Table 1, shows the DPLIs for a node (B) in a real test. We can see that the paths to C, J and H are pure single hop paths. But for all other neighbours a longer path did exist at some point. One should keep in mind that the paths are constantly rediscovered because (1) of expiration (which defaults to 10 seconds) of a path or (2) of fail to forward traffic. We can also clearly note that the path from B to D was much longer than any other path in this test, and this may be worth investigating.

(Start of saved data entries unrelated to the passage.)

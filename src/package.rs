//! Version placeholder substitution, distribution build and index upload.

use crate::boundary::BoundaryWarning;
use crate::config::{BuildConfig, PackageConfig, PublishConfig};
use crate::domain::Version;
use crate::error::{ReleaseError, Result};
use crate::runner::{resolve, CommandRunner, CommandSpec};
use std::fs;
use std::path::{Path, PathBuf};

#[derive(Debug, Clone, Default, PartialEq)]
pub struct PackageOutcome {
    pub artifacts: Vec<PathBuf>,
    pub uploaded: bool,
    pub warnings: Vec<BoundaryWarning>,
}

/// Replace the placeholder in `path` with the same text carrying `version`.
///
/// Fails without touching the file when the placeholder is absent, which also
/// catches a file that was already patched.
pub fn patch_version_file(path: &Path, placeholder: &str, version: &Version) -> Result<()> {
    let content = fs::read_to_string(path)?;
    if !content.contains(placeholder) {
        return Err(ReleaseError::PlaceholderMissing {
            placeholder: placeholder.to_string(),
            file: path.display().to_string(),
        });
    }

    let replacement = placeholder.replacen("0.0.0", &version.to_string(), 1);
    fs::write(path, content.replace(placeholder, &replacement))?;
    Ok(())
}

/// Wheel-style distribution name: runs of `-`, `_` and `.` become `_`.
pub fn normalize_dist_name(name: &str) -> String {
    let mut normalized = String::with_capacity(name.len());
    let mut in_separator = false;
    for c in name.chars() {
        if matches!(c, '-' | '_' | '.') {
            if !in_separator {
                normalized.push('_');
            }
            in_separator = true;
        } else {
            normalized.push(c);
            in_separator = false;
        }
    }
    normalized
}

/// Files in `dist_dir` named `<package>-<version>` followed by `.` or `-`.
pub fn collect_artifacts(dist_dir: &Path, package: &str, version: &Version) -> Result<Vec<PathBuf>> {
    if !dist_dir.is_dir() {
        return Ok(Vec::new());
    }

    let prefixes = [
        format!("{}-{}", package, version),
        format!("{}-{}", normalize_dist_name(package), version),
    ];

    let mut artifacts = Vec::new();
    for entry in fs::read_dir(dist_dir)? {
        let entry = entry?;
        let name = entry.file_name();
        let Some(name) = name.to_str() else { continue };

        let matched = prefixes.iter().any(|prefix| {
            name.strip_prefix(prefix.as_str())
                .is_some_and(|rest| rest.starts_with('.') || rest.starts_with('-'))
        });
        if matched && entry.path().is_file() {
            artifacts.push(entry.path());
        }
    }

    artifacts.sort();
    Ok(artifacts)
}

pub struct PackageBuilder<'a> {
    package: &'a PackageConfig,
    build: &'a BuildConfig,
    publish: &'a PublishConfig,
    workdir: &'a Path,
    env: &'a [(String, String)],
    token: Option<String>,
}

impl<'a> PackageBuilder<'a> {
    pub fn new(
        package: &'a PackageConfig,
        build: &'a BuildConfig,
        publish: &'a PublishConfig,
        workdir: &'a Path,
        env: &'a [(String, String)],
    ) -> Self {
        PackageBuilder {
            package,
            build,
            publish,
            workdir,
            env,
            token: None,
        }
    }

    /// Index token used for upload.
    pub fn with_token(mut self, token: Option<String>) -> Self {
        self.token = token.filter(|t| !t.is_empty());
        self
    }

    /// Patch, build and (unless `dry_run`) upload.
    pub fn run(
        &self,
        runner: &dyn CommandRunner,
        version: &Version,
        dry_run: bool,
    ) -> Result<PackageOutcome> {
        let mut outcome = PackageOutcome::default();

        let version_file = resolve(self.workdir, &self.package.version_file);
        patch_version_file(&version_file, &self.package.placeholder, version)?;
        tracing::info!(file = %version_file.display(), version = %version, "patched version");

        let build = CommandSpec::from_argv(&self.build.command, self.workdir)?.envs(self.env);
        runner.run(&build)?;

        let dist_dir = resolve(self.workdir, &self.package.dist_dir);
        outcome.artifacts = collect_artifacts(&dist_dir, &self.package.name, version)?;
        if outcome.artifacts.is_empty() {
            return Err(ReleaseError::build(format!(
                "no distributions for {} {} found in {}",
                self.package.name,
                version,
                dist_dir.display()
            )));
        }

        if dry_run {
            tracing::info!("dry run, skipping upload");
            return Ok(outcome);
        }
        if !self.publish.enabled {
            outcome.warnings.push(BoundaryWarning::UploadDisabled);
            return Ok(outcome);
        }

        self.upload(runner, &outcome.artifacts)?;
        outcome.uploaded = true;
        Ok(outcome)
    }

    fn upload(&self, runner: &dyn CommandRunner, artifacts: &[PathBuf]) -> Result<()> {
        let token = self.token.as_deref().ok_or_else(|| {
            ReleaseError::publish(format!("{} is not set", self.publish.token_env))
        })?;

        let mut spec = CommandSpec::from_argv(&self.publish.command, self.workdir)?.envs(self.env);
        if let Some(url) = &self.publish.repository_url {
            spec = spec.arg("--repository-url").arg(url.clone());
        }
        let spec = spec
            .args(artifacts.iter().map(|a| a.to_string_lossy().into_owned()))
            .env("TWINE_USERNAME", self.publish.username.clone())
            .env("TWINE_PASSWORD", token);

        runner.run(&spec)?;
        Ok(())
    }
}

#[cfg(test)]
mod tests {
    use super::*;
    use crate::runner::RecordingRunner;
    use tempfile::TempDir;

    const PLACEHOLDER: &str = "__version__ = '0.0.0'";

    fn project() -> TempDir {
        let dir = TempDir::new().unwrap();
        fs::create_dir_all(dir.path().join("grizzly")).unwrap();
        fs::write(
            dir.path().join("grizzly/__init__.py"),
            format!("\"\"\"pkg\"\"\"\n{}\n", PLACEHOLDER),
        )
        .unwrap();
        dir
    }

    fn fake_build(root: PathBuf) -> RecordingRunner {
        RecordingRunner::new().on("build", move |_| {
            let dist = root.join("dist");
            fs::create_dir_all(&dist)?;
            fs::write(dist.join("grizzly_loadtester-0.5.0.tar.gz"), "sdist")?;
            fs::write(dist.join("grizzly_loadtester-0.5.0-py3-none-any.whl"), "wheel")?;
            fs::write(dist.join("grizzly_loadtester-0.4.1.tar.gz"), "old")?;
            Ok(())
        })
    }

    #[test]
    fn test_patch_version_file() {
        let dir = project();
        let file = dir.path().join("grizzly/__init__.py");
        patch_version_file(&file, PLACEHOLDER, &Version::new(1, 2, 3)).unwrap();

        let content = fs::read_to_string(&file).unwrap();
        assert!(content.contains("__version__ = '1.2.3'"));
        assert!(!content.contains("0.0.0"));
        assert!(content.starts_with("\"\"\"pkg\"\"\""));
    }

    #[test]
    fn test_patch_twice_fails() {
        let dir = project();
        let file = dir.path().join("grizzly/__init__.py");
        patch_version_file(&file, PLACEHOLDER, &Version::new(1, 2, 3)).unwrap();

        let err = patch_version_file(&file, PLACEHOLDER, &Version::new(1, 2, 4)).unwrap_err();
        assert!(matches!(err, ReleaseError::PlaceholderMissing { .. }));
    }

    #[test]
    fn test_normalize_dist_name() {
        assert_eq!(normalize_dist_name("grizzly-loadtester"), "grizzly_loadtester");
        assert_eq!(normalize_dist_name("a.b--c"), "a_b_c");
        assert_eq!(normalize_dist_name("plain"), "plain");
    }

    #[test]
    fn test_collect_artifacts_filters_version() {
        let dir = TempDir::new().unwrap();
        let dist = dir.path().join("dist");
        fs::create_dir_all(&dist).unwrap();
        for name in [
            "grizzly-loadtester-1.0.0.tar.gz",
            "grizzly_loadtester-1.0.0-py3-none-any.whl",
            "grizzly_loadtester-1.0.01.tar.gz",
            "grizzly_loadtester-1.0.0",
            "other-1.0.0.tar.gz",
        ] {
            fs::write(dist.join(name), "x").unwrap();
        }

        let artifacts =
            collect_artifacts(&dist, "grizzly-loadtester", &Version::new(1, 0, 0)).unwrap();
        let names: Vec<String> = artifacts
            .iter()
            .map(|p| p.file_name().unwrap().to_string_lossy().into_owned())
            .collect();
        assert_eq!(
            names,
            vec![
                "grizzly-loadtester-1.0.0.tar.gz".to_string(),
                "grizzly_loadtester-1.0.0-py3-none-any.whl".to_string(),
            ]
        );
    }

    #[test]
    fn test_dry_run_builds_without_upload() {
        let dir = project();
        let config = crate::config::Config::default();
        let runner = fake_build(dir.path().to_path_buf());

        let outcome = PackageBuilder::new(
            &config.package,
            &config.build,
            &config.publish,
            dir.path(),
            &[],
        )
        .with_token(Some("pypi-token".to_string()))
        .run(&runner, &Version::new(0, 5, 0), true)
        .unwrap();

        assert_eq!(outcome.artifacts.len(), 2);
        assert!(!outcome.uploaded);
        assert!(runner.ran("python -m build"));
        assert!(!runner.ran("twine"));
    }

    #[test]
    fn test_upload_passes_token_and_artifacts() {
        let dir = project();
        let config = crate::config::Config::default();
        let runner = fake_build(dir.path().to_path_buf());

        let outcome = PackageBuilder::new(
            &config.package,
            &config.build,
            &config.publish,
            dir.path(),
            &[],
        )
        .with_token(Some("pypi-token".to_string()))
        .run(&runner, &Version::new(0, 5, 0), false)
        .unwrap();

        assert!(outcome.uploaded);
        let calls = runner.calls();
        let upload = calls.iter().find(|c| c.display().contains("twine upload")).unwrap();
        assert_eq!(upload.env_value("TWINE_USERNAME"), Some("__token__"));
        assert_eq!(upload.env_value("TWINE_PASSWORD"), Some("pypi-token"));
        assert_eq!(upload.args.iter().filter(|a| a.contains("0.5.0")).count(), 2);
        assert!(!upload.args.iter().any(|a| a.contains("0.4.1")));
    }

    #[test]
    fn test_upload_without_token_fails() {
        let dir = project();
        let config = crate::config::Config::default();
        let runner = fake_build(dir.path().to_path_buf());

        let err = PackageBuilder::new(
            &config.package,
            &config.build,
            &config.publish,
            dir.path(),
            &[],
        )
        .with_token(Some(String::new()))
        .run(&runner, &Version::new(0, 5, 0), false)
        .unwrap_err();

        assert!(err.to_string().contains("PYPI_TOKEN"));
        assert!(!runner.ran("twine"));
    }

    #[test]
    fn test_disabled_upload_warns() {
        let dir = project();
        let mut config = crate::config::Config::default();
        config.publish.enabled = false;
        let runner = fake_build(dir.path().to_path_buf());

        let outcome = PackageBuilder::new(
            &config.package,
            &config.build,
            &config.publish,
            dir.path(),
            &[],
        )
        .run(&runner, &Version::new(0, 5, 0), false)
        .unwrap();

        assert!(!outcome.uploaded);
        assert_eq!(outcome.warnings, vec![BoundaryWarning::UploadDisabled]);
    }

    #[test]
    fn test_missing_placeholder_runs_no_build() {
        let dir = TempDir::new().unwrap();
        fs::create_dir_all(dir.path().join("grizzly")).unwrap();
        fs::write(dir.path().join("grizzly/__init__.py"), "__version__ = '9.9.9'\n").unwrap();
        let config = crate::config::Config::default();
        let runner = RecordingRunner::new();

        let err = PackageBuilder::new(
            &config.package,
            &config.build,
            &config.publish,
            dir.path(),
            &[],
        )
        .run(&runner, &Version::new(1, 0, 0), true)
        .unwrap_err();

        assert!(matches!(err, ReleaseError::PlaceholderMissing { .. }));
        assert!(runner.calls().is_empty());
    }

    #[test]
    fn test_build_without_artifacts_fails() {
        let dir = project();
        let config = crate::config::Config::default();
        let runner = RecordingRunner::new();

        let err = PackageBuilder::new(
            &config.package,
            &config.build,
            &config.publish,
            dir.path(),
            &[],
        )
        .run(&runner, &Version::new(1, 0, 0), true)
        .unwrap_err();

        assert!(matches!(err, ReleaseError::Build(_)));
    }
}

neigh | 1hop | 2hops | 3hops | 4hops | 5hops | DPLI |
---|---|---|---|---|---|---|
G | 90.0% | 10.0% | 0.0% | 0.0% | 0.0% | 1.05 |
A | 82.1% | 17.9% | 0.0% | 0.0% | 0.0% | 1.09 |
J | 100.0% | 0.0% | 0.0% | 0.0% | 0.0% | 1.00 |
D | 59.0% | 24.0% | 4.0% | 6.0% | 7.0% | 1.33 |
F | 87.1% | 8.6% | 4.3% | 0.0% | 0.0% | 1.08 |
H | 100.0% | 0.0% | 0.0% | 0.0% | 0.0% | 1.00 |
E | 89.6% | 10.4% | 0.0% | 0.0% | 0.0% | 1.05 |
I | 86.5% | 13.5% | 0.0% | 0.0% | 0.0% | 1.07 |
C | 100.0% | 0.0% | 0.0% | 0.0% | 0.0% | 1.00 |
Test results
Table 2, consolidates the results for the 3 runs of the multicast ping test described above. It clearly indicates that multihop paths do form in the ten kids under the tree scenario.
node | DPLI | stdev |
---|---|---|
A | 1.07 | 0.08 |
C | 1.05 | 0.07 |
B | 1.07 | 0.08 |
E | 1.04 | 0.06 |
D | 1.06 | 0.07 |
G | 1.05 | 0.07 |
F | 1.05 | 0.07 |
I | 1.04 | 0.05 |
H | 1.06 | 0.07 |
J | 1.06 | 0.08 |
Global result: 1.05 (stdev = 0.01)
The answer
Yes. It is true that multihop paths form even in a Kids under the Tree scenario. Exactly 9.99% of the data frames captured in this test were transmitted over a multihop path. Is it excessive? What are the root causes for this? Keep reading ;-)
Question #2 - Does PDM traffic self-interfere?
We already confirmed that multihop paths do form in the ten kids under the tree scenario, now it is time to investigate this deeper.
In the "ten nodes under the tree scenario" the measured was DPLI 1.05, maybe not too high, but can it become intolerable in case more nodes are added or more traffic are generated? Another suspicion worth investigating is that path discovery traffic can self-interfere. There is a lot of sense to this, since PDM is bursty traffic.
The test
To investigate this, we varied the route expiration time in the ten kids under the tree scenario and repeated the same test as above (*** link). We calculated the DPLI and also the percentage of data frames that were transmitted over multihop paths.
Test results
Route exp time (s) | Mean DPLI | Stdev DPLI | Multihop frames % |
---|---|---|---|
5 | 1.09 | 0.02 | 16.58 |
10 | 1.05 | 0.01 | 9.99 |
15 | 1.05 | 0.01 | 8.72 |
20 | 1.05 | 0.01 | 9.65 |
25 | 1.04 | 0.01 | 7.44 |
30 | 1.03 | 0.01 | 6.24 |
The answer
Yes. The more you have path discovery traffic the longer your paths will get. But why? That's question #3
Question #3 - Why more traffic will cause longer paths?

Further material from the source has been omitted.